__Record extracts__:
● ● ● ● ● ● ●

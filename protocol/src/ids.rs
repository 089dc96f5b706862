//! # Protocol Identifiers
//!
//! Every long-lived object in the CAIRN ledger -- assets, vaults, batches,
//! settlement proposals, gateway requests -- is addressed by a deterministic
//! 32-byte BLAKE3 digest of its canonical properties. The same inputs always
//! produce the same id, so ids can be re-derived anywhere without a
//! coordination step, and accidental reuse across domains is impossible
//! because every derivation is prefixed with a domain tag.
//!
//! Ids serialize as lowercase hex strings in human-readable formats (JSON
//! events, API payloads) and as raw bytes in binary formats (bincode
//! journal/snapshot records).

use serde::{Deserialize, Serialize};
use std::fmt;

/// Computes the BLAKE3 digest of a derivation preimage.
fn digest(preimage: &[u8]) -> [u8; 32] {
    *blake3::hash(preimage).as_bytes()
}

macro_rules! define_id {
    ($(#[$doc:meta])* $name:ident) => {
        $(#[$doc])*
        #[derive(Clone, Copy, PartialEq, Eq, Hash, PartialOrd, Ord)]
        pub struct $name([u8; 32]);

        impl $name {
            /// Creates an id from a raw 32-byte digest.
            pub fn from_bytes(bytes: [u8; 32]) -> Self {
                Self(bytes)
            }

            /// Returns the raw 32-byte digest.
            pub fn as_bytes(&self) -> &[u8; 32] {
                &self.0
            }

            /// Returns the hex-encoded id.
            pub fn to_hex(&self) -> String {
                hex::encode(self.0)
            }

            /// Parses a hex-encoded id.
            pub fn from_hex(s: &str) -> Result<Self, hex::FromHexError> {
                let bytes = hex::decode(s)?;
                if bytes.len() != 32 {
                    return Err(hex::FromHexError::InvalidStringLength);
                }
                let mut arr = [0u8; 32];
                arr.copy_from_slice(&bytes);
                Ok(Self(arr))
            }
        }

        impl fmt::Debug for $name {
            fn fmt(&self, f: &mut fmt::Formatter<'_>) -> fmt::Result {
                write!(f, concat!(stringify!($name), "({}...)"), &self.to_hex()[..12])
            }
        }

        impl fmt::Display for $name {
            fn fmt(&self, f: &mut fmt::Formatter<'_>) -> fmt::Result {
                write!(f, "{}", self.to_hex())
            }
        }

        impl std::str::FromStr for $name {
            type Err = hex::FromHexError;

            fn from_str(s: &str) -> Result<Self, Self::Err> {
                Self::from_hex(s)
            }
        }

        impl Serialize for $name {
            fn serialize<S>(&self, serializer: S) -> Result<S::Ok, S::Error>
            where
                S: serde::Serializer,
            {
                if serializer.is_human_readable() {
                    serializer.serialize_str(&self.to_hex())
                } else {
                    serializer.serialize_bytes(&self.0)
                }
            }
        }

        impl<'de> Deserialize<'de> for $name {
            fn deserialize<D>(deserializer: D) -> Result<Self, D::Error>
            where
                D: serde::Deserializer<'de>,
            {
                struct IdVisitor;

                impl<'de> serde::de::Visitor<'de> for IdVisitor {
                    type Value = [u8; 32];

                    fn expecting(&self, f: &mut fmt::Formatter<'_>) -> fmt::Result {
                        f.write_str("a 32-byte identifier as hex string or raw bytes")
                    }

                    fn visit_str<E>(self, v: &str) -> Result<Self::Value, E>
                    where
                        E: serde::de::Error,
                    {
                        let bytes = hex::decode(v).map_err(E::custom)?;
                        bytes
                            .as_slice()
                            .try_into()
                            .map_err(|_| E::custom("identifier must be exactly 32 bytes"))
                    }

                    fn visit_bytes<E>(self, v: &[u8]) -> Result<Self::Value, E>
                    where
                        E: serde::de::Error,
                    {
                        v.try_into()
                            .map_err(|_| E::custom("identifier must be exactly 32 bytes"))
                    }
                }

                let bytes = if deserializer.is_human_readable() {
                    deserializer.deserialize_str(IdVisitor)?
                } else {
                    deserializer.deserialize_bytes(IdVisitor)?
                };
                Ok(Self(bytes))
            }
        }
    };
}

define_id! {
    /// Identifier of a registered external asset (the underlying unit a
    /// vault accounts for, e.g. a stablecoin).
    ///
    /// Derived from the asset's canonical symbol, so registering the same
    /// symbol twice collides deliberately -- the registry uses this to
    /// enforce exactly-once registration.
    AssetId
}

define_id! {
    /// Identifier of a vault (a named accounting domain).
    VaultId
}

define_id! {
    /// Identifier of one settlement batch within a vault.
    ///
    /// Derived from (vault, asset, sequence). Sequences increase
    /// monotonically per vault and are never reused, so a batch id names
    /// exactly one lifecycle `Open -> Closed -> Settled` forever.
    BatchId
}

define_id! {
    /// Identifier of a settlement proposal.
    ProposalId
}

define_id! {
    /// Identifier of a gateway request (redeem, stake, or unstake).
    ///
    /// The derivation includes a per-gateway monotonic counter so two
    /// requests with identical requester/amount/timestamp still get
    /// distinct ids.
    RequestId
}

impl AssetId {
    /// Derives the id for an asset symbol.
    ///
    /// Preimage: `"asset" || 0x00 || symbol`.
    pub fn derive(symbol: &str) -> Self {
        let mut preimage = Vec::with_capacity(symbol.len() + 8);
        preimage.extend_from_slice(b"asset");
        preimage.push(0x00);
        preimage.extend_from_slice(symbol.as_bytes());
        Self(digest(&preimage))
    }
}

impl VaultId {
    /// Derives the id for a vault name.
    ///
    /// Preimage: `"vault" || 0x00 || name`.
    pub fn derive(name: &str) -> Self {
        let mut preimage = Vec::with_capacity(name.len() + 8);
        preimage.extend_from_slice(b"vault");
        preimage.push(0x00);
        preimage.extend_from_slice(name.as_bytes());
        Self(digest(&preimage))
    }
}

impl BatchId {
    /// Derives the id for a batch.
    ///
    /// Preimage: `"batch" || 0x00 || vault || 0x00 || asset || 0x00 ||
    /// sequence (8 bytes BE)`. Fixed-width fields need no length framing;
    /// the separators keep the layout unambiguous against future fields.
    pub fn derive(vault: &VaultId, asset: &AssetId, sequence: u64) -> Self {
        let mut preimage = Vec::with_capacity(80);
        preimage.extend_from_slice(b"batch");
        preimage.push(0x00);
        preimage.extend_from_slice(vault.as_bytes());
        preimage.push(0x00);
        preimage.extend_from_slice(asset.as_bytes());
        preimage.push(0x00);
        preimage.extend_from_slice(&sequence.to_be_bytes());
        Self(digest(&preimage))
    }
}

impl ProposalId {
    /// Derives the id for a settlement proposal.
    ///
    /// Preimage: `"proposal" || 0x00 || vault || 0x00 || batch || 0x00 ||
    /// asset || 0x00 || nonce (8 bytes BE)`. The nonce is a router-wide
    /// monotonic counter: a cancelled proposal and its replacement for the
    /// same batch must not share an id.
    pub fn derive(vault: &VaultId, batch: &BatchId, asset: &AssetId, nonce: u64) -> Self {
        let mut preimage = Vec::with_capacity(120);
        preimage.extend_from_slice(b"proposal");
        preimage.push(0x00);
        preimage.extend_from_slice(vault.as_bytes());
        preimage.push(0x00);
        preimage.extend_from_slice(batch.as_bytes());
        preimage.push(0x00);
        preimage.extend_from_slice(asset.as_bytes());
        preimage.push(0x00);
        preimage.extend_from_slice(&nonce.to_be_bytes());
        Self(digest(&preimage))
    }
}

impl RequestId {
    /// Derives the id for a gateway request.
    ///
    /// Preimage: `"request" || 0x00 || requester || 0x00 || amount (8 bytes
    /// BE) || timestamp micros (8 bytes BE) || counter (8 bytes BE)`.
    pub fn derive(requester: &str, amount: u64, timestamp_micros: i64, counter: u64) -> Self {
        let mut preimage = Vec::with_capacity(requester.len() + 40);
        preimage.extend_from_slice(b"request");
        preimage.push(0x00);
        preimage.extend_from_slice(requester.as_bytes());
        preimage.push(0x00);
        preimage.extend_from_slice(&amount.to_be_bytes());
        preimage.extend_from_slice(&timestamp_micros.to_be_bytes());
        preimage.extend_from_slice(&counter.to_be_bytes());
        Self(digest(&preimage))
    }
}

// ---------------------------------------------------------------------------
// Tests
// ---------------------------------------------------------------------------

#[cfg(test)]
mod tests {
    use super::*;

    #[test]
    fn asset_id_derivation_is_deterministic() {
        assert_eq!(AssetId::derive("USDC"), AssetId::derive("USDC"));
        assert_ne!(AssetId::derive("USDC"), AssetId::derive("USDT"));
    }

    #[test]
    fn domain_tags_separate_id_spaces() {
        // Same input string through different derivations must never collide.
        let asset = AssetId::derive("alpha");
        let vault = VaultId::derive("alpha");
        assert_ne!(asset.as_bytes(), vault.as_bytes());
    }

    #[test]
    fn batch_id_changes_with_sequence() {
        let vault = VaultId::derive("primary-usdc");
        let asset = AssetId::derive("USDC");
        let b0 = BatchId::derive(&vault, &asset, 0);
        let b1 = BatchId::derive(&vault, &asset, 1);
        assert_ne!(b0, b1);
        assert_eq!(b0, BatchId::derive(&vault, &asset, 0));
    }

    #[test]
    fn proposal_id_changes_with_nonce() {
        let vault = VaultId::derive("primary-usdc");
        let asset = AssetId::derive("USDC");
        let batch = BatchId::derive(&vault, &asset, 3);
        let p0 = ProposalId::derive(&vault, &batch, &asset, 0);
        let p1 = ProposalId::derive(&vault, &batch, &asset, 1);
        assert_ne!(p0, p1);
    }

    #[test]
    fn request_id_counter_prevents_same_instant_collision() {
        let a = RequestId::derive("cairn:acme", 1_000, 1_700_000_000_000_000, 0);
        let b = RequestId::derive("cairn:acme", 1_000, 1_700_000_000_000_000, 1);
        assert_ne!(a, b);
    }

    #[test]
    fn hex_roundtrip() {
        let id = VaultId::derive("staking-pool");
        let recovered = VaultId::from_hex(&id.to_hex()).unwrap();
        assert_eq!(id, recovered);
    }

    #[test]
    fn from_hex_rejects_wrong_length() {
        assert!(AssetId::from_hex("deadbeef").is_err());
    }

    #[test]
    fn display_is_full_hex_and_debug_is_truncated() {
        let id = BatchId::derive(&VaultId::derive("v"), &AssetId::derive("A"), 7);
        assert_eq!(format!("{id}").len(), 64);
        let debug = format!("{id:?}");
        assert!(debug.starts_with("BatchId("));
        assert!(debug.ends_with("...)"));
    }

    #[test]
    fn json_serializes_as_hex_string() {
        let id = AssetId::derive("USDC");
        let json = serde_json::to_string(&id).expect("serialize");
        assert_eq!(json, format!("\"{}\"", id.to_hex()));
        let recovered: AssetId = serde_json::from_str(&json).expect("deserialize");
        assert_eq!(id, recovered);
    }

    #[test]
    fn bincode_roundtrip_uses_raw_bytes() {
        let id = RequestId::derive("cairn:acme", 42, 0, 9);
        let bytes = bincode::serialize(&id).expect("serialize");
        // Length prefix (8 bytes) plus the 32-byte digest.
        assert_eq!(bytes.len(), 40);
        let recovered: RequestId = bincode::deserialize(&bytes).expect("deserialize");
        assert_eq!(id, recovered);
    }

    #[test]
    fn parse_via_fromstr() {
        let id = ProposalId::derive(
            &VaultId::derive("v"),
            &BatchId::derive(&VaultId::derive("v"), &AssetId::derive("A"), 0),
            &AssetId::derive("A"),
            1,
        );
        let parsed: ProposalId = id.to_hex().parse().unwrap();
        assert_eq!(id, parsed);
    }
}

● ● ● ● ● ● ●

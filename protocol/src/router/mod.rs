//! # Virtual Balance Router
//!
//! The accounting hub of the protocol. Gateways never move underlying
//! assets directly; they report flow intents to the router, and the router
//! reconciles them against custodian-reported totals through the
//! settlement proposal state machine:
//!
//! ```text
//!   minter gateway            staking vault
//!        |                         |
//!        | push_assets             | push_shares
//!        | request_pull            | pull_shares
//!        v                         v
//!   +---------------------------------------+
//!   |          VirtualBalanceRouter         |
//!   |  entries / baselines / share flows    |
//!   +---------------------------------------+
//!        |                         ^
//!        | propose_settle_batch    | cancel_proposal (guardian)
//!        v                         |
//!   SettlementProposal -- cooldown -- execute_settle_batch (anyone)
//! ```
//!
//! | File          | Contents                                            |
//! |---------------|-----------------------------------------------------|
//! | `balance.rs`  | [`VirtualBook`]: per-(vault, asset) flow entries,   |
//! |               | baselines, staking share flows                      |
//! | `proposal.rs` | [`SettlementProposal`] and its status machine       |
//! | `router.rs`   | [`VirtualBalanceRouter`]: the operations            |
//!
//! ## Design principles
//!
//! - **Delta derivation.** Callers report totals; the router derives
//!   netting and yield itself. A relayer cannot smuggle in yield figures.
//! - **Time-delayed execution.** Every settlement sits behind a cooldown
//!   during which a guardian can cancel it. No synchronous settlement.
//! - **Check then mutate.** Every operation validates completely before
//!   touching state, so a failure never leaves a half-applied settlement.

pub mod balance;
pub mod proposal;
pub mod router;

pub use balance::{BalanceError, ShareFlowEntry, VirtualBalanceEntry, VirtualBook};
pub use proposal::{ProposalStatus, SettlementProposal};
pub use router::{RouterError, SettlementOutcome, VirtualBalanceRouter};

● ● ● ● ● ● ●

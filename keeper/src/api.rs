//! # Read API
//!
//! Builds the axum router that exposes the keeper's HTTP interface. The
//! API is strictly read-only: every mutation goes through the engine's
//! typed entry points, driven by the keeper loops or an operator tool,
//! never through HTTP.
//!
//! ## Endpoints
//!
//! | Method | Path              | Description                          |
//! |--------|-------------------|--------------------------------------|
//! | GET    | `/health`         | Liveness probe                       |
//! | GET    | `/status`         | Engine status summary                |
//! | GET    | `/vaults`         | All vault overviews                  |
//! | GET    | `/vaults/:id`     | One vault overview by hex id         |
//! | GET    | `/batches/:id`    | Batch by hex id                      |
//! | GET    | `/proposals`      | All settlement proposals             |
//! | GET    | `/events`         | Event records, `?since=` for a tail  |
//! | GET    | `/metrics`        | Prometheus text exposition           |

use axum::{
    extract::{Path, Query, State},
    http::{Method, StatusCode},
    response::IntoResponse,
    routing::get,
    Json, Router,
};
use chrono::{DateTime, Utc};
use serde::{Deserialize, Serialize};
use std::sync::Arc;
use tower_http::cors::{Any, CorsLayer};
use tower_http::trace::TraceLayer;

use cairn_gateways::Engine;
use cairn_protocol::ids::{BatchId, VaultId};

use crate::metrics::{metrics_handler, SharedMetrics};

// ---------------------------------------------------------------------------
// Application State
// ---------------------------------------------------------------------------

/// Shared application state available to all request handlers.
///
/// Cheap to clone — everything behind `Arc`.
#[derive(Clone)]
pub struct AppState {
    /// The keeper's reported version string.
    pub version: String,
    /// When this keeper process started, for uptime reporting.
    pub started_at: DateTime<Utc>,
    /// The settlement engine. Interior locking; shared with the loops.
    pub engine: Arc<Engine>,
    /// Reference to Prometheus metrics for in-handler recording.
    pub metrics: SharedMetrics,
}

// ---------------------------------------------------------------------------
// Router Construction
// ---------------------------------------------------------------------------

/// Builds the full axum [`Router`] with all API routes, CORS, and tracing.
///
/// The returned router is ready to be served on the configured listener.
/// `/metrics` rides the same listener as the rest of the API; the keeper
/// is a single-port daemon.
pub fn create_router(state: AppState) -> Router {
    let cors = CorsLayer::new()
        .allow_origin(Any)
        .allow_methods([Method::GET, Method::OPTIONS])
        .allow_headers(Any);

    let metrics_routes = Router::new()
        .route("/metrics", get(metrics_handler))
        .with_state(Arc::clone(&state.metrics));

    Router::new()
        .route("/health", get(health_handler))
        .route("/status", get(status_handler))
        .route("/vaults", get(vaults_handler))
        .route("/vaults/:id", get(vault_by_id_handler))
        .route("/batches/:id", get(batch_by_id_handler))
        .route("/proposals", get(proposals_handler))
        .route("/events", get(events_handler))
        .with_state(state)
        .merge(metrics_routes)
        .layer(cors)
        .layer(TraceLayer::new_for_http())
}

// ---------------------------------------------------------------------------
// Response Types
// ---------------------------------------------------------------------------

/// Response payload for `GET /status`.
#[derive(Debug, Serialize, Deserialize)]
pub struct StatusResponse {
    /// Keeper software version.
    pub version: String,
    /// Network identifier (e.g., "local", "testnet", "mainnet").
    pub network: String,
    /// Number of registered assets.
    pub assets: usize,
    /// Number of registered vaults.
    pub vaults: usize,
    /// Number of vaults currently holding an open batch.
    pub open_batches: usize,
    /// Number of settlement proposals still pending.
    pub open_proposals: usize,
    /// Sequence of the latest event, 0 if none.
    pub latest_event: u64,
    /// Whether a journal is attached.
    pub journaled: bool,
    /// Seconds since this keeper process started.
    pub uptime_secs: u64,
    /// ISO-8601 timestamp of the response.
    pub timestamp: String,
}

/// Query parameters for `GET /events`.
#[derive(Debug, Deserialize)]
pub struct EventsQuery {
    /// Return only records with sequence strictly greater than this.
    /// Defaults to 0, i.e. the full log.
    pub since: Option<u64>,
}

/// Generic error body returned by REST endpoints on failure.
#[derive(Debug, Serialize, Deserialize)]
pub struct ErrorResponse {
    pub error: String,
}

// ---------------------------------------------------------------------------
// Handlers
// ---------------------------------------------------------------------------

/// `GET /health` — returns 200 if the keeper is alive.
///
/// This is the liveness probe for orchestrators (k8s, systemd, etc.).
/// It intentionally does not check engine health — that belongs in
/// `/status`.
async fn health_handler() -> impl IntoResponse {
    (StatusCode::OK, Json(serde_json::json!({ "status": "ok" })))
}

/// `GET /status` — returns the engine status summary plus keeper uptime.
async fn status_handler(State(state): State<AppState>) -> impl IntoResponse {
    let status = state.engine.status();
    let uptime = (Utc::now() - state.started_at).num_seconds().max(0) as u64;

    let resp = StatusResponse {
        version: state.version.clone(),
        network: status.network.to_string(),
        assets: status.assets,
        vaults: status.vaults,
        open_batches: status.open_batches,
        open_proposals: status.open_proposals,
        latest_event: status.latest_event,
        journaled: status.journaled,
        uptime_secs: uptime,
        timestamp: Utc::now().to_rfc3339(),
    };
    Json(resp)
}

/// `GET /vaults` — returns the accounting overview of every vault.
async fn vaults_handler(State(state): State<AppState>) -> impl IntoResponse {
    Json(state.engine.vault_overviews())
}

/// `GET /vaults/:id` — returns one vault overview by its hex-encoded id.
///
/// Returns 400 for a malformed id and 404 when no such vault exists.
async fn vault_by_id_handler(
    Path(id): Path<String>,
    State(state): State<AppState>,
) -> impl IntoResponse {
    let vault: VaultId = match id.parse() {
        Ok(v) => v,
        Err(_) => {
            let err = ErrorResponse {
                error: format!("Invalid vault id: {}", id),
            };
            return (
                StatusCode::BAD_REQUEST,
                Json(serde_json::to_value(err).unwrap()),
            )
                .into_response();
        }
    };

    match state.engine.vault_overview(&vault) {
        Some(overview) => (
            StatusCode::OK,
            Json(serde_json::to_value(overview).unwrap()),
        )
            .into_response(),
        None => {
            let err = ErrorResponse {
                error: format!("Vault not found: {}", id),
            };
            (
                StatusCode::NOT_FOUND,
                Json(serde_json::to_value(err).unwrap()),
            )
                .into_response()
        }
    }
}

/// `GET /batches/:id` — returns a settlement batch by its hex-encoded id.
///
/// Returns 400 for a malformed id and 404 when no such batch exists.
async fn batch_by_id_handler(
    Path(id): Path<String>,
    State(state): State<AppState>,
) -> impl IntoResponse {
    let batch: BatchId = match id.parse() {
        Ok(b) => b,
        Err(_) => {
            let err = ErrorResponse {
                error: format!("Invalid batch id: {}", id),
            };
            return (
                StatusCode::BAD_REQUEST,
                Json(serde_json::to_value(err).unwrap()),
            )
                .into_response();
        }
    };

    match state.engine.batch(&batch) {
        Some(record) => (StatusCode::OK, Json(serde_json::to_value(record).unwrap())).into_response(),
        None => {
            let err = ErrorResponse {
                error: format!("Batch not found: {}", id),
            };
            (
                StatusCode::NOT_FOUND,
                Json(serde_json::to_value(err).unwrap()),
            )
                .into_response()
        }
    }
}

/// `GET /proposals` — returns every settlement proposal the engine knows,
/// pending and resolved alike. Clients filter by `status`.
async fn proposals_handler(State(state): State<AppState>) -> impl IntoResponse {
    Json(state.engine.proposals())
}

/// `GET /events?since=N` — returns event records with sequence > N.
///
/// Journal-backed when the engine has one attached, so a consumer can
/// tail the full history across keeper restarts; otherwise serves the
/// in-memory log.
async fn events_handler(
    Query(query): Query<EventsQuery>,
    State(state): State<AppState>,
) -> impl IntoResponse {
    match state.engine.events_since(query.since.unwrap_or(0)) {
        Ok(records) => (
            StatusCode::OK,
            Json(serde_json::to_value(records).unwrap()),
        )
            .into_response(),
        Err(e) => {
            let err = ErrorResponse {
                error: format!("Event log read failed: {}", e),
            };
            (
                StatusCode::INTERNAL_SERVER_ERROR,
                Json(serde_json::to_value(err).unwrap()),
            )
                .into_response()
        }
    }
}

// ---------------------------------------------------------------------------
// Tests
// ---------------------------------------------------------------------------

● ● ● ● ● ● ●

__Description of the task__:
Extract every line containing the string "through" from the data above.

__Expected answer__:
        // Same input string through different derivations must never collide.
//! reconciles them against custodian-reported totals through the
//! API is strictly read-only: every mutation goes through the engine's
//! never through HTTP.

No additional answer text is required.